In the midst of the climate emergency, we need to look for the most effective use of movement resources to end fossil fuels as quickly as possible. The wariness of investors to finance  necessary repairs make refineries a critical strategic vulnerability. Every refinery closed will likely never reopen. Every refinery closed can be an end to part of the vast fossil fuel apparatus destroying our planet.

How we get there 

Any successful campaign needs to be specific about how it achieves its goals. A mentor of mine has a useful metaphor to break down campaigning specifics: If a campaign is a war, it needs an air war, and a ground war. Air war is about seizing or changing the narrative — much like Husky Friends did. Ground war is building power through relational organizing and grassroots base building. Air war creates the initiative and the ground war utilizes it to build organizations capable of wielding power. Successful campaigning needs both.

The air war gets waged using society’s means of information distribution, and its mediums are the tools of any political campaign: postcards, lawn signs, PR and perhaps most importantly advertising. The fossil fuel industry understands the impact of these tools and uses these tactics to garner local support. Enbridge Energy ran a plethora of ads in local newspapers for years to shape the narrative toward supporting its Line 3 oil sands pipeline in Northern Minnesota. Looking at these ads, you’d think that the pipeline had the support of local Indigenous tribes and was a boon for local jobs and the economy — when in fact many tribes fiercely resisted the pipeline, most of the workers came from out of state, and the pipeline brought an influx of harassment, violence and sex trafficking.

Environmental groups who opposed the pipeline had trouble getting enough resources to counter with their own message, which had the result of allowing Enbridge to monopolize critical channels of information distribution and opportunities to shape public perception. Even in heavily Trump-supporting Northern Minnesota such messaging could have had an effect. Citizens of Park Rapids cared enough about their water to take their city council to task over selling Enbridge water for Line 3 construction in the middle of 2021’s historic drought. If information about the threat that Line 3 poses to their water, and Enbridge’s abysmal safety record was more widely disseminated, it’s not hard to imagine more local residents joining the struggle.

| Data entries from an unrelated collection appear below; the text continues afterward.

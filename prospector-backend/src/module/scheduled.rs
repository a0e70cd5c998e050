///! Refresh scheduler
///!
///! Re-fetches one asteroid on a fixed interval, derives a fresh estimation
///! report from each record and hands every outcome to the emitter.
///!
///! The loop only starts after a successful bootstrap fetch. Cycles run
///! inline on one task, so at most one fetch is in flight, and a stop request
///! is honored between cycles, never in the middle of one.

use std::sync::Arc;
use std::time::Duration;

use prospector_common::{EstimationReport, SimulationParameters};
use tokio::sync::watch;
use tokio::task::JoinHandle;
use tokio::time::{Instant, MissedTickBehavior, interval_at};

use super::renderer::ReportEmitter;
use crate::error::SchedulerError;
use crate::model::neo::{CatalogSource, extract_resources};

/// Result of one report cycle
#[derive(Debug, Clone, PartialEq)]
pub enum CycleOutcome {
    Report(EstimationReport),
    /// Fetch succeeded but the record had no usable approach or diameter data
    NoData { asset_id: String },
    FetchFailed { asset_id: String, reason: String },
}

#[derive(Debug, Clone, Copy, PartialEq, Eq)]
pub enum SchedulerState {
    /// Waiting for a successful bootstrap fetch
    Idle,
    Running,
    Stopped,
}

/// Per-run cycle counters
#[derive(Debug, Clone, Copy, Default, PartialEq, Eq)]
pub struct RunSummary {
    pub cycles: u64,
    pub reports: u64,
    pub no_data: u64,
    pub fetch_failures: u64,
}

impl RunSummary {
    fn record(&mut self, outcome: &CycleOutcome) {
        self.cycles += 1;
        match outcome {
            CycleOutcome::Report(_) => self.reports += 1,
            CycleOutcome::NoData { .. } => self.no_data += 1,
            CycleOutcome::FetchFailed { .. } => self.fetch_failures += 1,
        }
    }
}

/// Ticker period bounds; longer periods would overflow `Instant` arithmetic.
const MIN_PERIOD: Duration = Duration::from_millis(1);
const MAX_PERIOD: Duration = Duration::from_secs(60 * 60 * 24 * 365 * 30);

enum Wake {
    Tick,
    Signal,
    Closed,
}

pub struct RefreshScheduler {
    asset_id: String,
    params: SimulationParameters,
    interval: Duration,
    source: Arc<dyn CatalogSource>,
    emitter: Arc<dyn ReportEmitter>,
    state: watch::Sender<SchedulerState>,
}

impl RefreshScheduler {
    /// `interval` is clamped to `[1 ms, 30 years]`.
    pub fn new(
        asset_id: impl Into<String>,
        params: SimulationParameters,
        interval: Duration,
        source: Arc<dyn CatalogSource>,
        emitter: Arc<dyn ReportEmitter>,
    ) -> Self {
        Self {
            asset_id: asset_id.into(),
            params,
            interval: interval.clamp(MIN_PERIOD, MAX_PERIOD),
            source,
            emitter,
            state: watch::Sender::new(SchedulerState::Idle),
        }
    }

    pub fn state(&self) -> SchedulerState {
        *self.state.borrow()
    }

    fn set_state(&self, state: SchedulerState) {
        self.state.send_replace(state);
    }

    pub fn asset_id(&self) -> &str {
        &self.asset_id
    }

    /// Initial fetch gating the periodic loop.
    ///
    /// The record itself is discarded; the first report comes from the first
    /// tick's fresh fetch.
    pub async fn bootstrap(&mut self) -> Result<(), SchedulerError> {
        tracing::info!("Running bootstrap fetch for {}", self.asset_id);

        match self.source.fetch(&self.asset_id).await {
            Ok(_) => {
                self.set_state(SchedulerState::Running);
                tracing::info!("Bootstrap fetch for {} succeeded", self.asset_id);
                Ok(())
            }
            Err(e) => {
                tracing::error!("Bootstrap fetch for {} failed: {}", self.asset_id, e);
                self.emitter.emit(&CycleOutcome::FetchFailed {
                    asset_id: self.asset_id.clone(),
                    reason: e.to_string(),
                });
                Err(SchedulerError::Bootstrap {
                    asset_id: self.asset_id.clone(),
                    source: e,
                })
            }
        }
    }

    /// Fetch, extract, estimate and emit once. Never fails; every error
    /// becomes an outcome.
    pub async fn run_cycle(&self) -> CycleOutcome {
        let outcome = match self.source.fetch(&self.asset_id).await {
            Err(e) => {
                tracing::warn!("Fetch failed for {}, skipping cycle: {}", self.asset_id, e);
                CycleOutcome::FetchFailed {
                    asset_id: self.asset_id.clone(),
                    reason: e.to_string(),
                }
            }
            Ok(record) => match extract_resources(&record) {
                Some(snapshot) => {
                    let report = EstimationReport::assemble(&snapshot, &self.params);
                    tracing::info!(
                        "Estimated {}: mass {:.3e} kg, thrust {:.3e} N, value {:.3e}",
                        report.id,
                        report.estimated_mass,
                        report.required_thrust,
                        report.estimated_value
                    );
                    CycleOutcome::Report(report)
                }
                None => {
                    tracing::warn!("No usable close approach data for {}", self.asset_id);
                    CycleOutcome::NoData {
                        asset_id: self.asset_id.clone(),
                    }
                }
            },
        };

        self.emitter.emit(&outcome);
        outcome
    }

    /// Bootstrap if needed, then cycle until `shutdown` turns true or its
    /// sender is dropped.
    pub async fn run(
        mut self,
        mut shutdown: watch::Receiver<bool>,
    ) -> Result<RunSummary, SchedulerError> {
        if self.state() == SchedulerState::Idle {
            self.bootstrap().await?;
        }

        tracing::info!(
            "Starting refresh loop for {} (interval: {:?})",
            self.asset_id,
            self.interval
        );

        let start = Instant::now()
            .checked_add(self.interval)
            .unwrap_or_else(|| Instant::now() + MIN_PERIOD);
        let mut ticker = interval_at(start, self.interval);
        ticker.set_missed_tick_behavior(MissedTickBehavior::Delay);
        let mut summary = RunSummary::default();

        loop {
            if *shutdown.borrow() {
                break;
            }

            let wake = tokio::select! {
                biased;
                changed = shutdown.changed() => {
                    if changed.is_ok() { Wake::Signal } else { Wake::Closed }
                }
                _ = ticker.tick() => Wake::Tick,
            };

            match wake {
                Wake::Tick => {
                    let outcome = self.run_cycle().await;
                    summary.record(&outcome);
                }
                Wake::Signal => continue,
                Wake::Closed => break,
            }
        }

        self.set_state(SchedulerState::Stopped);
        tracing::info!(
            "Loop for {} stopped: {} cycles, {} reports, {} no-data, {} failed fetches",
            self.asset_id,
            summary.cycles,
            summary.reports,
            summary.no_data,
            summary.fetch_failures
        );

        Ok(summary)
    }

    /// Run on a background task.
    pub fn spawn(self) -> SchedulerHandle {
        let (stop_tx, stop_rx) = watch::channel(false);
        let state = self.state.subscribe();
        let task = tokio::spawn(self.run(stop_rx));
        SchedulerHandle {
            stop_tx,
            state,
            task,
        }
    }
}

/// Control handle for a spawned scheduler. Dropping it also stops the loop.
pub struct SchedulerHandle {
    stop_tx: watch::Sender<bool>,
    state: watch::Receiver<SchedulerState>,
    task: JoinHandle<Result<RunSummary, SchedulerError>>,
}

impl SchedulerHandle {
    /// Request a stop; takes effect once the current cycle, if any, finishes.
    pub fn stop(&self) {
        // Err only means the loop has already exited.
        let _ = self.stop_tx.send(true);
    }

    /// Last state published by the scheduler task. A failed bootstrap leaves it `Idle`.
    pub fn state(&self) -> SchedulerState {
        *self.state.borrow()
    }

    pub fn is_finished(&self) -> bool {
        self.task.is_finished()
    }

    /// Wait for the loop to exit on its own, e.g. after a failed bootstrap.
    /// Not to be called again once it has returned.
    pub async fn wait(&mut self) -> Result<RunSummary, SchedulerError> {
        (&mut self.task).await?
    }

    pub async fn join(self) -> Result<RunSummary, SchedulerError> {
        self.task.await?
    }
}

None of this, however, is to fault the Indigenous leadership and brave frontline activists who fought Line 3. Instead, it’s a call to consider what they might have accomplished if they had more resources at their disposal to use the same local channels of information distribution that their opponents effectively weaponized against them.

Building power 

As anyone who has been part of a volunteer based organization can tell you, there is always too much to do, never enough time and never enough people to do it. That’s why we need to find a way to send help in the form of others who can devote their time and labor to these groups.

Such help could take shape in a variety of ways, depending on the status of local efforts. If local organizations are already well developed, sending people to do canvassing, phone calls and the endless clerical minutiae involved in advocacy can free up critical time resources for frontline activists. If they need more of a boost, experienced organizers can be sent in as well to advise and facilitate residents actualizing power with grassroots base building, identifying and developing leaders, and all the nuts and bolts of community organizing.

Organizing and directing community power is a skill — and like all skills, experience is the best teacher. Frontline communities should be able to benefit from and utilize the knowledge accumulated by other successful frontline organizers and activists. People living in sacrifice zones deserve a livable environment and deserve assistance in building the power necessary to create that livable environment.

However, when sending personnel to frontline communities, organizers must always understand that they are a facilitator for collective needs — not a leader — and therefore act accordingly. The climate movement has been historically staffed by people with privilege, but by dedicating financing and personnel to disadvantaged communities, they can bring more voices, especially the voices of people oppressed by the fossil fuel industry, into the larger struggle.

Targeting the right decision maker

Every refinery in the United States is operating under an air quality permit mandated by Title 5 of the Clean Air Act. These permits are required by the federal government, but are administered at the state or local level, and are supposed to come up for renewal every five years. There are two possible decision makers to pressure. One of them is state and local governments, who can be pressured not to renew, or to outright revoke the permits. The other is the EPA, which holds veto power over any Title 5 permit. The Biden administration has pledged to incorporate environmental justice into its policy decisions, and whatever its shortcomings on climate action may be, at the end of the day they are movable on environmental issues.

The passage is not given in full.